If you are already receiving Social Security, you will automatically be enrolled in Medicare when you turn 65. If you aren’t receiving those benefits, you can enroll in one of three ways:
- Applying online at Social Security’s site.
- Call Social Security at 1-800-772-1213.
- Visit a local Social Security office.
The average time to complete an online application is less than 10 minutes. You can make an appointment online or by phone to schedule a visit to the Social Security office.
Medicare is also available to younger people who get Social Security disability benefits. They are usually enrolled in Medicare after 24 months. Lou Gehrig’s Disease, also known by ALS, is a condition that automatically entitles people to Medicare coverage. They receive their first disability check the month after they have received their first Medicare coverage. Medicare coverage is available to people with kidney disease.
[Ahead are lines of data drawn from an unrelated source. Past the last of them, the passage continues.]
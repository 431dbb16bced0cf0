//! Pool events: types and broadcast bus.
//!
//! This module groups the event **data model** and the **bus** used to
//! publish/subscribe to events emitted by a pool, its workers and its
//! subscriber workers.
//!
//! ## Contents
//! - [`EventKind`], [`Event`] event classification and payload metadata
//! - [`Bus`] thin wrapper over `tokio::sync::broadcast`
//!
//! ## Quick reference
//! - **Publishers**: `Pool::submit` (admission), workers (attempts, lifecycle),
//!   `Pool::wait` (queue closure), `SubscriberSet` workers (overflow/panic).
//! - **Consumers**: the subscriber listener spawned by `Pool::run` (fans out to
//!   `SubscriberSet`), and any receiver from [`Pool::subscribe`](crate::Pool::subscribe).

mod bus;
mod event;

pub use bus::Bus;
pub use event::{Event, EventKind};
Coverage typically begins on the first day after the fourth month of dialysis.
If it isn’t automatic, when to sign up
You should sign up at least three months prior to your 65th birthday if you are not automatically enrolled. This will ensure that coverage starts on your birthday month.
Technically, you have seven months to enroll around your birthday. You can delay your coverage if you wait to your birthday month, or for three months thereafter, to enroll. If you miss your initial window, there are several Medicare open enrollment periods that may apply to your situation.
Medicare is broken down into several parts
People automatically enrolled are usually enrolled in Medicare Part A which covers hospitals and Medicare Part B which covers doctor visits. Part A doesn’t usually have premiums but Part B does.
People who enroll themselves choose Part A and Part A, but some people delay signing up for Part A because they have other coverage. Delaying could result in penalties, so be sure to read the rules.
Private insurance companies may also offer additional coverage. If you want prescription drug coverage, for example, you can enroll in a Medicare Part D plan. Many people also buy Medicare supplement insurance or “Medigap” to cover co-pays, deductibles and other expenses Medicare doesn’t cover. After you start Part B, you have six months to choose a supplemental policy that has a “guaranteed problem,” which means the insurer won’t refuse you or charge more for any pre-existing conditions.
Another private insurance option to consider is Medicare Advantage, also known as Part C. These plans include all the benefits offered by Medicare Part A and Part B, as well as additional coverage.